It is funny that Red Star, the more traditional utopia of travel, was a huge best-seller during the Russian Revolution, while its much superior prequel Engineer Menni went pretty much unnoticed. Yet the latter is perhaps the heart of Bogdanov’s project; to turn vulgar Marxism into a technical ideal of socialism, and this technical development, through the figure of the Engineer – the Martian Engineers Menni and Netti, who pre-figure the stupid figures of socialist realism and far surpass them.

Engineer Menni gives humanity hope that it can reach the molar one day too. It is the great manifesto of molar projection. The book is presented as a novel from Mars, translated into English by Leonid. As Leonid mentions in Red Star, there is a certain coolness to Martian literature that seems to find more aesthetic joy in the technical – a kind of latent suprematism or Neue Sachlichkeit. Bogdanov is true to his word when, in Engineer Menni, he really does compose such a novel. The device of writing, not about aliens, but an alien novel as such, is really quite brilliant. The gesture practiced in Menni is very compelling, nigh Lovecraftian in its staging of uncanny familiarity:

Translation from the single Martian language into those of Earth is much more difficult than translation from one Earthly language to another, and it is often even impossible to give a full and exact rendering of the content of the original. Imagine trying to translate a modern scientific work, a psychological novel, or a political article into the language of Homer or into Old Church Slavonic. I am aware that such a comparison does not Batter us Earthlings, but it is unfortunately no exaggeration-the difference between our respective civilizations is just about that great.

But who is Menni? The molar hero. The great architect, engineer, project manager, and a Lycurgus or pre-foundational figure of vulgar, technical, molar Marxism. The novel is about his great project and his interpersonal relationships, but moreso the former. Menni has an idea that will greatly expand the territory of Martian life and progress, exploit the untapped resources of the planet, and progress the species of Martian humanity, which feels cramped and narrow in its tiny pockets of inhabitable land, much like the characters in more recent fictions like Attack on Titan.

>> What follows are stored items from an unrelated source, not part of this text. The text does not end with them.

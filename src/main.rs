use std::sync::Arc;

use rbac_portal::{
    AppState, PostgresRepository, RepositoryState,
    config::{AppConfig, Env},
    create_router,
};
use sqlx::{PgPool, postgres::PgPoolOptions};
use tokio::net::TcpListener;
use tracing_subscriber::{EnvFilter, fmt, layer::SubscriberExt, util::SubscriberInitExt};

const DEFAULT_LOG_FILTER: &str = "rbac_portal=debug,tower_http=info,sqlx=warn";

/// Startup order: configuration, logging, database pool and migrations, then
/// the HTTP server with graceful shutdown.
#[tokio::main]
async fn main() {
    dotenv::dotenv().ok();
    let config = AppConfig::load();
    init_tracing(config.env);

    tracing::info!(env = ?config.env, port = config.port, "rbac-portal starting");

    let pool = connect_database(&config).await;
    let repo: RepositoryState = Arc::new(PostgresRepository::new(pool));

    let addr = format!("0.0.0.0:{}", config.port);
    let app = create_router(AppState { repo, config });

    let listener = TcpListener::bind(&addr)
        .await
        .unwrap_or_else(|e| panic!("FATAL: cannot bind {}: {}", addr, e));
    tracing::info!(%addr, "listening; API docs served at /swagger-ui");

    axum::serve(listener, app)
        .with_graceful_shutdown(shutdown_signal())
        .await
        .expect("FATAL: server error");
}

/// Pretty output for local work, JSON lines in production. `RUST_LOG`
/// overrides the default filter.
fn init_tracing(env: Env) {
    let filter = EnvFilter::try_from_default_env().unwrap_or_else(|_| DEFAULT_LOG_FILTER.into());
    let registry = tracing_subscriber::registry().with(filter);

    match env {
        Env::Local => registry.with(fmt::layer().pretty()).init(),
        Env::Production => registry.with(fmt::layer().json()).init(),
    }
}

async fn connect_database(config: &AppConfig) -> PgPool {
    // acquire_timeout bounds the wait on an exhausted pool.
    let pool = PgPoolOptions::new()
        .max_connections(config.db_max_connections)
        .acquire_timeout(config.db_acquire_timeout)
        .connect(&config.db_url)
        .await
        .expect("FATAL: Failed to connect to Postgres. Check DATABASE_URL.");

    sqlx::migrate!("./migrations")
        .run(&pool)
        .await
        .expect("FATAL: Failed to run database migrations.");
    tracing::info!("database migrations applied");

    pool
}

async fn shutdown_signal() {
    if let Err(e) = tokio::signal::ctrl_c().await {
        tracing::error!(error = %e, "failed to listen for shutdown signal");
        std::future::pending::<()>().await;
    }
    tracing::info!("shutdown signal received, draining connections");
}
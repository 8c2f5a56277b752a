use serde::{Deserialize, Serialize};
use sqlx::{Postgres, QueryBuilder};
use utoipa::IntoParams;

// --- Query-String Parsing ---

/// Page size used when the client sends no (or an invalid) `limit`.
pub const DEFAULT_LIMIT: u64 = 10;
/// Upper bound applied by the parser to any client-supplied `limit`.
pub const MAX_LIMIT: u64 = 100;

/// ListParams
///
/// The raw, untrusted query string of a list endpoint
/// (`GET /users?page=2&limit=10&order_by=name&order=desc&filter_by=role&filter=1&search_by=email&search=gmail`).
/// Every field is kept as a string so that garbage input degrades to defaults
/// instead of rejecting the request.
#[derive(Debug, Clone, Default, Deserialize, Serialize, IntoParams)]
#[into_params(parameter_in = Query)]
pub struct ListParams {
    pub page: Option<String>,
    pub limit: Option<String>,
    pub search_by: Option<String>,
    pub search: Option<String>,
    pub filter_by: Option<String>,
    pub filter: Option<String>,
    pub order_by: Option<String>,
    pub order: Option<String>,
}

/// Bounds the parser applies to `page`/`limit`. Injected from `AppConfig`.
#[derive(Debug, Clone, Copy, PartialEq, Eq)]
pub struct PageDefaults {
    pub default_limit: u64,
    pub max_limit: u64,
}

impl Default for PageDefaults {
    fn default() -> Self {
        Self {
            default_limit: DEFAULT_LIMIT,
            max_limit: MAX_LIMIT,
        }
    }
}

#[derive(Debug, Clone, Copy, PartialEq, Eq, Default, Serialize, Deserialize)]
#[serde(rename_all = "lowercase")]
pub enum SortDirection {
    #[default]
    Asc,
    Desc,
}

impl SortDirection {
    /// Anything other than exactly `desc` sorts ascending.
    pub fn parse(raw: &str) -> Self {
        if raw == "desc" {
            SortDirection::Desc
        } else {
            SortDirection::Asc
        }
    }

    pub fn as_sql(self) -> &'static str {
        match self {
            SortDirection::Asc => "ASC",
            SortDirection::Desc => "DESC",
        }
    }
}

/// QuerySpec
///
/// The validated, bounded form of a list request. `page` and `limit` are
/// always at least 1; field names are still the public keys chosen by the
/// client and are only resolved to columns against an [`AllowList`].
#[derive(Debug, Clone, PartialEq, Eq)]
pub struct QuerySpec {
    pub page: u64,
    pub limit: u64,
    pub sort_field: Option<String>,
    pub sort_direction: SortDirection,
    pub filter_field: Option<String>,
    pub filter_value: Option<String>,
    pub search_field: Option<String>,
    pub search_value: Option<String>,
}

impl Default for QuerySpec {
    fn default() -> Self {
        Self {
            page: 1,
            limit: DEFAULT_LIMIT,
            sort_field: None,
            sort_direction: SortDirection::Asc,
            filter_field: None,
            filter_value: None,
            search_field: None,
            search_value: None,
        }
    }
}

impl QuerySpec {
    /// parse
    ///
    /// Turns raw query parameters into a spec. Never fails:
    /// - `page` that is missing, unparsable or `<= 0` becomes 1.
    /// - `limit` that is missing, unparsable or `<= 0` becomes the default;
    ///   anything above `max_limit` is capped.
    /// - blank strings are treated as absent.
    pub fn parse(params: &ListParams, defaults: PageDefaults) -> Self {
        let page = parse_positive(params.page.as_deref()).unwrap_or(1);

        let limit = parse_positive(params.limit.as_deref())
            .unwrap_or(defaults.default_limit)
            .min(defaults.max_limit.max(1))
            .max(1);

        Self {
            page,
            limit,
            sort_field: non_blank(&params.order_by),
            sort_direction: params
                .order
                .as_deref()
                .map(SortDirection::parse)
                .unwrap_or_default(),
            filter_field: non_blank(&params.filter_by),
            filter_value: non_blank(&params.filter),
            search_field: non_blank(&params.search_by),
            search_value: non_blank(&params.search),
        }
    }

    /// Row offset of the first item of `page`, saturated at [`MAX_OFFSET`].
    pub fn offset(&self) -> u64 {
        (self.page.max(1) - 1)
            .saturating_mul(self.limit.max(1))
            .min(MAX_OFFSET)
    }
}

/// Largest offset Postgres accepts (`OFFSET` is a BIGINT). Pages past it are
/// simply empty.
pub const MAX_OFFSET: u64 = i64::MAX as u64;

fn parse_positive(raw: Option<&str>) -> Option<u64> {
    raw.and_then(|s| s.trim().parse::<i64>().ok())
        .filter(|v| *v > 0)
        .map(|v| v as u64)
}

fn non_blank(raw: &Option<String>) -> Option<String> {
    raw.as_deref()
        .map(str::trim)
        .filter(|s| !s.is_empty())
        .map(str::to_string)
}

// --- Allow-Lists ---

/// AllowList
///
/// Maps the public field keys a client may sort/filter/search by to the
/// storage columns they stand for. Defined as constants next to each
/// repository query; never built from user input, which is what makes it
/// safe to splice the column names into SQL.
#[derive(Debug, Clone, Copy)]
pub struct AllowList {
    fields: &'static [(&'static str, &'static str)],
}

impl AllowList {
    pub const fn new(fields: &'static [(&'static str, &'static str)]) -> Self {
        Self { fields }
    }

    /// Resolves a public key to its column; unknown keys resolve to nothing.
    pub fn column(&self, key: &str) -> Option<&'static str> {
        self.fields
            .iter()
            .find(|(public, _)| *public == key)
            .map(|(_, column)| *column)
    }
}

// --- List-Query Composer ---

#[derive(Debug, Clone, Copy, PartialEq, Eq)]
pub struct Window {
    pub limit: u64,
    pub offset: u64,
}

#[derive(Debug, Clone, Copy, PartialEq, Eq)]
pub struct Ordering {
    pub column: &'static str,
    pub direction: SortDirection,
}

#[derive(Debug, Clone, PartialEq, Eq)]
pub struct Predicate {
    pub column: &'static str,
    pub value: String,
}

/// ListQuery
///
/// An immutable description of the scopes to apply on top of a base
/// `SELECT ... WHERE <base condition>`. Each scope occupies one slot and
/// applying a scope replaces its slot, so composing the same spec twice
/// yields the same query (no doubled LIMIT/OFFSET or predicates).
///
/// Keys that are not in the allow-list leave their slot empty; this is
/// not an error.
#[derive(Debug, Clone, Default, PartialEq, Eq)]
pub struct ListQuery {
    pub window: Option<Window>,
    pub ordering: Option<Ordering>,
    pub filter: Option<Predicate>,
    pub search: Option<Predicate>,
}
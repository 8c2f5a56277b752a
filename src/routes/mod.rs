/// Router Module Index
///
/// Routes are split by access level so the authentication and admin layers
/// are applied per module rather than per handler.

/// Unauthenticated routes: health check and token issuance.
pub mod public;

/// Routes behind the `AuthUser` extractor: reads, plus the self-or-admin user endpoints.
pub mod authenticated;

/// Write routes restricted to admin roles.
pub mod admin;
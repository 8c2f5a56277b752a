use axum::{
    Json,
    http::StatusCode,
    response::{IntoResponse, Response},
};
use serde::{Deserialize, Serialize};
use utoipa::ToSchema;

use crate::pagination::PaginationMeta;

/// Meta
///
/// Out-of-band information attached to a response: the correlation id of the
/// request and, for list endpoints, the pagination block.
#[derive(Debug, Clone, Default, Serialize, Deserialize, ToSchema)]
pub struct Meta {
    #[serde(skip_serializing_if = "Option::is_none")]
    pub request_id: Option<String>,
    #[serde(skip_serializing_if = "Option::is_none")]
    pub pagination: Option<PaginationMeta>,
}

/// ApiResponse
///
/// The uniform envelope every endpoint answers with:
/// `{status, success, message, data?, errors?, meta?}`.
#[derive(Debug, Clone, Serialize, Deserialize)]
pub struct ApiResponse<T> {
    pub status: u16,
    pub success: bool,
    pub message: String,
    #[serde(skip_serializing_if = "Option::is_none")]
    pub data: Option<T>,
    #[serde(skip_serializing_if = "Option::is_none")]
    pub errors: Option<serde_json::Value>,
    #[serde(skip_serializing_if = "Option::is_none")]
    pub meta: Option<Meta>,
}

impl<T> ApiResponse<T> {
    pub fn ok(message: impl Into<String>, data: T) -> Self {
        Self::with_status(StatusCode::OK, message, Some(data))
    }

    pub fn created(message: impl Into<String>, data: T) -> Self {
        Self::with_status(StatusCode::CREATED, message, Some(data))
    }

    pub fn with_status(status: StatusCode, message: impl Into<String>, data: Option<T>) -> Self {
        Self {
            status: status.as_u16(),
            success: status.is_success(),
            message: message.into(),
            data,
            errors: None,
            meta: None,
        }
    }

    pub fn failure(
        status: StatusCode,
        message: impl Into<String>,
        errors: Option<serde_json::Value>,
    ) -> Self {
        Self {
            status: status.as_u16(),
            success: false,
            message: message.into(),
            data: None,
            errors,
            meta: None,
        }
    }

    pub fn with_pagination(mut self, pagination: PaginationMeta) -> Self {
        self.meta.get_or_insert_with(Meta::default).pagination = Some(pagination);
        self
    }

    pub fn with_request_id(mut self, request_id: Option<String>) -> Self {
        if request_id.is_some() {
            self.meta.get_or_insert_with(Meta::default).request_id = request_id;
        }
        self
    }
}

impl ApiResponse<()> {
    /// Envelope without a payload, e.g. for deletes.
    pub fn message(status: StatusCode, message: impl Into<String>) -> Self {
        Self::with_status(status, message, None)
    }
}

impl<T: Serialize> IntoResponse for ApiResponse<T> {
    fn into_response(self) -> Response {
        let status = StatusCode::from_u16(self.status).unwrap_or(StatusCode::OK);
        (status, Json(self)).into_response()
    }
}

This is a socialist realist technique, to write about public works, and the great (projected) unity of state, technology, and labor against the elements. The whole trend of Bogdanov’s science fiction is the unity of labor against natural ferocity. He refutes a future left of localism not yet developed in his era; as Žižek proclaims, the Negri style pockets of progress and local contributions do not suffice to deal with the problems of a socialist race, even once the proletariat has conquered. The real enemy is not a rival class, but nature herself.

Thus in Red Star, the great debate of the Martians is whether to colonize Earth or Venus. Placid and artistic, hedonistic even on the surface, the Martians are all bitterly melancholic because the natural world is trying to kill them and their socialist paradise; a dilemma emerges – colonize and kill the humans in the name of a greater more developed humanity (the view of the Martian Sterni) or go to the inhospitable Venus to mine its resources? They have only enough fuel for one project, and they choose the more comradely, leaving Earth its chance.

Menni shows more the pure poetry of labor and project management, a struggle against organizational inertia and natural obstacles, and how class development and ideational progress attach themselves to technical developments in the concrete world. It is a strange novel. The strangest part is the long hallucinatory sequence of the vampire, the representative of old ideas and once-useful historical processes, like democracy or parliamentarism, that have become dead letters but continue to live on and pester the progressive forces.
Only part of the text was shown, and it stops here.